▸ What you are asked to do
Copy exactly the lines from the start of the data below through the one that carries "impl ToastBackend for", and only those.

▸ Dataset entries
//! 日志后端 - dry-run 模式及 Toast 输出
//!
//! 不产生任何外部副作用，只通过 tracing 记录本应发生的操作。

use anyhow::Result;
use async_trait::async_trait;
use std::path::Path;
use std::time::Duration;
use tracing::info;

use crate::notification::backend::{
    DesktopNotifier, DesktopOptions, MessageGenerator, MessageRequest, SendResult, SoundBackend,
    SpeakOptions, SpeechBackend, SystemControl, ToastBackend, ToastVariant, WebhookBackend,
    WebhookOptions,
};
use crate::notification::kind::NotificationKind;

/// 只记录日志的后端
#[derive(Debug, Clone, Default)]
pub struct LogBackend;

impl LogBackend {
    pub fn new() -> Self {
        Self
    }
}

#[async_trait]
impl SpeechBackend for LogBackend {
    async fn speak(&self, text: &str, options: &SpeakOptions) -> bool {
        info!(text = %text, engine = ?options.engine, "[dry-run] speak");
        true
    }
}

#[async_trait]
impl SoundBackend for LogBackend {
    async fn play(&self, path: &Path, loops: u32) -> Result<()> {
        info!(path = %path.display(), loops, "[dry-run] play sound");
        Ok(())
    }
}

#[async_trait]
impl ToastBackend for LogBackend {
    async fn show(&self, message: &str, variant: ToastVariant, duration: Duration) -> Result<()> {
        info!(
            message = %message,
            variant = ?variant,
            duration_ms = duration.as_millis() as u64,
            "Toast"
        );
        Ok(())
    }
}

#[async_trait]
impl DesktopNotifier for LogBackend {
    async fn notify(&self, title: &str, message: &str, options: &DesktopOptions) -> SendResult {
        info!(title = %title, message = %message, urgent = options.urgent, "[dry-run] desktop notification");
        SendResult::Sent
    }
}

#[async_trait]
impl WebhookBackend for LogBackend {
    async fn notify(
        &self,
        kind: NotificationKind,
        message: &str,
        options: &WebhookOptions,
    ) -> SendResult {
        info!(kind = %kind, message = %message, count = options.count, "[dry-run] webhook");
        SendResult::Sent
    }
}

#[async_trait]
impl SystemControl for LogBackend {
    async fn wake_display(&self) -> Result<()> {
        info!("[dry-run] wake display");
        Ok(())
    }

    async fn ensure_volume(&self, threshold: u8) -> Result<()> {
        info!(threshold, "[dry-run] ensure volume");
        Ok(())
    }
}

#[async_trait]
impl MessageGenerator for LogBackend {
    async fn generate(&self, request: &MessageRequest) -> Result<String> {
        info!(kind = %request.kind, count = request.count, "[dry-run] generate AI message");
        Ok(format!("Dry run {} notification for {} item(s).", request.kind, request.count))
    }
}
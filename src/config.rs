//! 通知配置
//!
//! 配置文件位置：`~/.config/smart-voice-notify/config.json`（JSON，camelCase 字段）。
//! 文件不存在时使用默认值；文件存在但格式错误时返回错误。

use anyhow::{Context, Result};
use serde::{Deserialize, Serialize};
use std::fs;
use std::path::{Path, PathBuf};
use std::time::Duration;
use tracing::debug;

use crate::notification::kind::{BatchKind, NotificationKind};

/// 配置目录名（位于 `~/.config` 下）
pub const CONFIG_DIR: &str = "smart-voice-notify";

/// 配置文件名
pub const CONFIG_FILE: &str = "config.json";

/// 通知模式
#[derive(Debug, Clone, Copy, PartialEq, Eq, Default, Serialize, Deserialize)]
#[serde(rename_all = "kebab-case")]
pub enum NotificationMode {
    /// 先播放提示音，未响应时再语音提醒
    #[default]
    SoundFirst,
    /// 立即语音播报
    TtsFirst,
    /// 提示音 + 立即语音
    Both,
    /// 只播放提示音，不语音、不提醒
    SoundOnly,
}

impl NotificationMode {
    pub fn plays_sound(&self) -> bool {
        !matches!(self, NotificationMode::TtsFirst)
    }

    pub fn speaks_immediately(&self) -> bool {
        matches!(self, NotificationMode::TtsFirst | NotificationMode::Both)
    }

    pub fn allows_reminders(&self) -> bool {
        !matches!(self, NotificationMode::SoundOnly)
    }
}

/// 完整的通知配置
#[derive(Debug, Clone, Serialize, Deserialize)]
#[serde(default, rename_all = "camelCase")]
pub struct NotifyConfig {
    pub enabled: bool,
    pub notification_mode: NotificationMode,

    // 渠道开关
    pub enable_sound: bool,
    pub enable_tts: bool,
    pub enable_toast: bool,
    pub enable_desktop_notification: bool,
    pub enable_webhook: bool,

    // 提醒
    pub enable_tts_reminder: bool,
    pub tts_reminder_delay_seconds: f64,
    pub idle_reminder_delay_seconds: Option<f64>,
    pub permission_reminder_delay_seconds: Option<f64>,
    pub question_reminder_delay_seconds: Option<f64>,
    pub error_reminder_delay_seconds: Option<f64>,
    pub enable_follow_up_reminders: bool,
    pub max_follow_up_reminders: u32,
    pub reminder_backoff_multiplier: f64,

    // 合并与防抖窗口
    pub permission_batch_window_ms: u64,
    pub question_batch_window_ms: u64,
    pub idle_debounce_ms: u64,

    // 提示音
    pub idle_sound: Option<PathBuf>,
    pub permission_sound: Option<PathBuf>,
    pub question_sound: Option<PathBuf>,
    pub error_sound: Option<PathBuf>,
    pub sound_loops: u32,
    pub max_sound_loops: u32,

    // 系统控制
    pub wake_monitor: bool,
    pub force_volume: bool,
    pub volume_threshold: u8,

    // 消息池
    pub idle_tts_messages: Vec<String>,
    pub permission_tts_messages: Vec<String>,
    pub question_tts_messages: Vec<String>,
    pub error_tts_messages: Vec<String>,
    pub idle_reminder_messages: Vec<String>,
    pub permission_reminder_messages: Vec<String>,
    pub question_reminder_messages: Vec<String>,
    pub error_reminder_messages: Vec<String>,
    pub permission_multiple_messages: Vec<String>,
    pub question_multiple_messages: Vec<String>,
    pub permission_reminder_multiple_messages: Vec<String>,
    pub question_reminder_multiple_messages: Vec<String>,

    // AI 消息生成
    pub enable_ai_messages: bool,
    pub ai_endpoint: Option<String>,
    pub ai_model: Option<String>,
    pub ai_api_key: Option<String>,
    pub ai_timeout_ms: u64,

    // Webhook
    pub webhook_url: Option<String>,
    pub webhook_username: Option<String>,
    pub webhook_events: Vec<NotificationKind>,
    pub webhook_timeout_ms: u64,
    pub webhook_mention_on_permission: bool,

    // 桌面通知 / Toast
    pub desktop_notification_timeout_seconds: u64,
    pub toast_duration_ms: u64,
}

fn strings(items: &[&str]) -> Vec<String> {
    items.iter().map(|s| s.to_string()).collect()
}

impl Default for NotifyConfig {
    fn default() -> Self {
        Self {
            enabled: true,
            notification_mode: NotificationMode::SoundFirst,
            enable_sound: true,
            enable_tts: true,
            enable_toast: true,
            enable_desktop_notification: true,
            enable_webhook: false,
            enable_tts_reminder: true,
            tts_reminder_delay_seconds: 30.0,
            idle_reminder_delay_seconds: None,
            permission_reminder_delay_seconds: None,
            question_reminder_delay_seconds: None,
            error_reminder_delay_seconds: None,
            enable_follow_up_reminders: true,
            max_follow_up_reminders: 3,
            reminder_backoff_multiplier: 1.5,
            permission_batch_window_ms: 800,
            question_batch_window_ms: 800,
            idle_debounce_ms: 5000,
            idle_sound: None,
            permission_sound: None,
            question_sound: None,
            error_sound: None,
            sound_loops: 1,
            max_sound_loops: 3,
            wake_monitor: true,
            force_volume: false,
            volume_threshold: 50,
            idle_tts_messages: strings(&[
                "All done! Your task has been completed successfully.",
                "Hey there! I finished working on your request.",
                "Task complete! Ready for your review.",
                "Good news! Everything is done and ready for you.",
            ]),
            permission_tts_messages: strings(&[
                "Attention please! I need your permission to continue.",
                "Hey! Quick approval needed to proceed.",
                "Heads up! Waiting for your authorization.",
            ]),
            question_tts_messages: strings(&[
                "Hey! I have a question for you. Please check your screen.",
                "Attention! I need your input to continue.",
                "Quick question! Please take a look when you have a moment.",
            ]),
            error_tts_messages: strings(&[
                "Oops! Something went wrong. Please check for errors.",
                "Alert! The agent encountered an error and needs your attention.",
            ]),
            idle_reminder_messages: strings(&[
                "Hey, are you still there? Your task has been waiting for review.",
                "Just a gentle reminder - I finished your request a while ago!",
                "Still waiting for you! The work is done and ready for review.",
            ]),
            permission_reminder_messages: strings(&[
                "Hey! I still need your permission to continue.",
                "Reminder: there is a pending permission request waiting for you.",
                "Still waiting for your approval. Please check when you can.",
            ]),
            question_reminder_messages: strings(&[
                "Hey! I am still waiting for your answer.",
                "Reminder: there is a question waiting for your response.",
            ]),
            error_reminder_messages: strings(&[
                "Reminder: the agent hit an error and is still waiting for you.",
            ]),
            permission_multiple_messages: strings(&[
                "Attention please! There are {count} permission requests waiting for your approval.",
                "Hey! {count} permissions need your approval to continue.",
            ]),
            question_multiple_messages: strings(&[
                "Hey! I have {count} questions for you. Please check your screen.",
                "Attention! {count} questions need your input to continue.",
            ]),
            permission_reminder_multiple_messages: strings(&[
                "Hey! There are still {count} permission requests waiting for you.",
                "Reminder: {count} permissions are still waiting for your approval.",
            ]),
            question_reminder_multiple_messages: strings(&[
                "Hey! {count} questions are still waiting for your answers.",
                "Reminder: there are {count} questions waiting for your response.",
            ]),
            enable_ai_messages: false,
            ai_endpoint: None,
            ai_model: None,
            ai_api_key: None,
            ai_timeout_ms: 15_000,
            webhook_url: None,
            webhook_username: None,
            webhook_events: NotificationKind::ALL.to_vec(),
            webhook_timeout_ms: 10_000,
            webhook_mention_on_permission: false,
            desktop_notification_timeout_seconds: 5,
            toast_duration_ms: 5000,
        }
    }
}

impl NotifyConfig {
    /// 默认配置文件路径
    pub fn default_path() -> Option<PathBuf> {
        dirs::home_dir().map(|home| home.join(".config").join(CONFIG_DIR).join(CONFIG_FILE))
    }

    /// 从默认位置加载配置（不存在时使用默认值）
    pub fn load() -> Result<Self> {
        match Self::default_path() {
            Some(path) => Self::from_path(&path),
            None => {
                debug!("Home directory not found, using default config");
                Ok(Self::default())
            }
        }
    }

    /// 从指定文件加载配置
    pub fn from_path(path: &Path) -> Result<Self> {
        if !path.exists() {
            debug!(path = %path.display(), "Config file not found, using defaults");
            return Ok(Self::default());
        }

        let content = fs::read_to_string(path)
            .with_context(|| format!("Failed to read config file {}", path.display()))?;
        let config: NotifyConfig = serde_json::from_str(&content)
            .with_context(|| format!("Invalid config file {}", path.display()))?;
        debug!(path = %path.display(), "Loaded config");
        Ok(config)
    }

    /// 指定类型的提醒延迟（秒），未单独配置时回退到全局值
    pub fn reminder_delay_seconds(&self, kind: NotificationKind) -> f64 {
        let specific = match kind {
            NotificationKind::Idle => self.idle_reminder_delay_seconds,
            NotificationKind::Permission => self.permission_reminder_delay_seconds,
            NotificationKind::Question => self.question_reminder_delay_seconds,
            NotificationKind::Error => self.error_reminder_delay_seconds,
        };
        specific
            .unwrap_or(self.tts_reminder_delay_seconds)
            .max(0.0)
    }

    /// 批量合并窗口
    pub fn batch_window(&self, kind: BatchKind) -> Duration {
        match kind {
            BatchKind::Permission => Duration::from_millis(self.permission_batch_window_ms),
            BatchKind::Question => Duration::from_millis(self.question_batch_window_ms),
        }
    }

    /// idle 事件防抖窗口
    pub fn idle_debounce(&self) -> Duration {
        Duration::from_millis(self.idle_debounce_ms)
    }

    pub fn ai_timeout(&self) -> Duration {
        Duration::from_millis(self.ai_timeout_ms)
    }

    pub fn webhook_timeout(&self) -> Duration {
        Duration::from_millis(self.webhook_timeout_ms)
    }

    pub fn toast_duration(&self) -> Duration {
        Duration::from_millis(self.toast_duration_ms)
    }

    /// 指定类型的提示音
    pub fn sound_for(&self, kind: NotificationKind) -> Option<&Path> {
        match kind {
            NotificationKind::Idle => self.idle_sound.as_deref(),
            NotificationKind::Permission => self.permission_sound.as_deref(),
            NotificationKind::Question => self.question_sound.as_deref(),
            NotificationKind::Error => self.error_sound.as_deref(),
        }
    }

    /// 立即提示音是否启用
    pub fn immediate_sound_enabled(&self) -> bool {
        self.enable_sound && self.notification_mode.plays_sound()
    }

    /// 立即语音是否启用
    pub fn immediate_speech_enabled(&self) -> bool {
        self.enable_tts && self.notification_mode.speaks_immediately()
    }

    /// 语音提醒是否启用
    pub fn reminders_enabled(&self) -> bool {
        self.enable_tts && self.enable_tts_reminder && self.notification_mode.allows_reminders()
    }

    /// 单条消息池
    pub fn single_messages(&self, kind: NotificationKind, is_reminder: bool) -> &[String] {
        match (kind, is_reminder) {
            (NotificationKind::Idle, false) => &self.idle_tts_messages,
            (NotificationKind::Idle, true) => &self.idle_reminder_messages,
            (NotificationKind::Permission, false) => &self.permission_tts_messages,
            (NotificationKind::Permission, true) => &self.permission_reminder_messages,
            (NotificationKind::Question, false) => &self.question_tts_messages,
            (NotificationKind::Question, true) => &self.question_reminder_messages,
            (NotificationKind::Error, false) => &self.error_tts_messages,
            (NotificationKind::Error, true) => &self.error_reminder_messages,
        }
    }

    /// 多条请求的消息池（仅权限和问题有）
    pub fn multiple_messages(&self, kind: NotificationKind, is_reminder: bool) -> &[String] {
        match (kind, is_reminder) {
            (NotificationKind::Permission, false) => &self.permission_multiple_messages,
            (NotificationKind::Permission, true) => &self.permission_reminder_multiple_messages,
            (NotificationKind::Question, false) => &self.question_multiple_messages,
            (NotificationKind::Question, true) => &self.question_reminder_multiple_messages,
            _ => &[],
        }
    }

    /// 该类型是否转发到 webhook
    pub fn webhook_accepts(&self, kind: NotificationKind) -> bool {
        self.enable_webhook && self.webhook_url.is_some() && self.webhook_events.contains(&kind)
    }
}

▸ Written solution
//! 日志后端 - dry-run 模式及 Toast 输出
//!
//! 不产生任何外部副作用，只通过 tracing 记录本应发生的操作。

use anyhow::Result;
use async_trait::async_trait;
use std::path::Path;
use std::time::Duration;
use tracing::info;

use crate::notification::backend::{
    DesktopNotifier, DesktopOptions, MessageGenerator, MessageRequest, SendResult, SoundBackend,
    SpeakOptions, SpeechBackend, SystemControl, ToastBackend, ToastVariant, WebhookBackend,
    WebhookOptions,
};
use crate::notification::kind::NotificationKind;

/// 只记录日志的后端
#[derive(Debug, Clone, Default)]
pub struct LogBackend;

impl LogBackend {
    pub fn new() -> Self {
        Self
    }
}

#[async_trait]
impl SpeechBackend for LogBackend {
    async fn speak(&self, text: &str, options: &SpeakOptions) -> bool {
        info!(text = %text, engine = ?options.engine, "[dry-run] speak");
        true
    }
}

#[async_trait]
impl SoundBackend for LogBackend {
    async fn play(&self, path: &Path, loops: u32) -> Result<()> {
        info!(path = %path.display(), loops, "[dry-run] play sound");
        Ok(())
    }
}

#[async_trait]
impl ToastBackend for LogBackend {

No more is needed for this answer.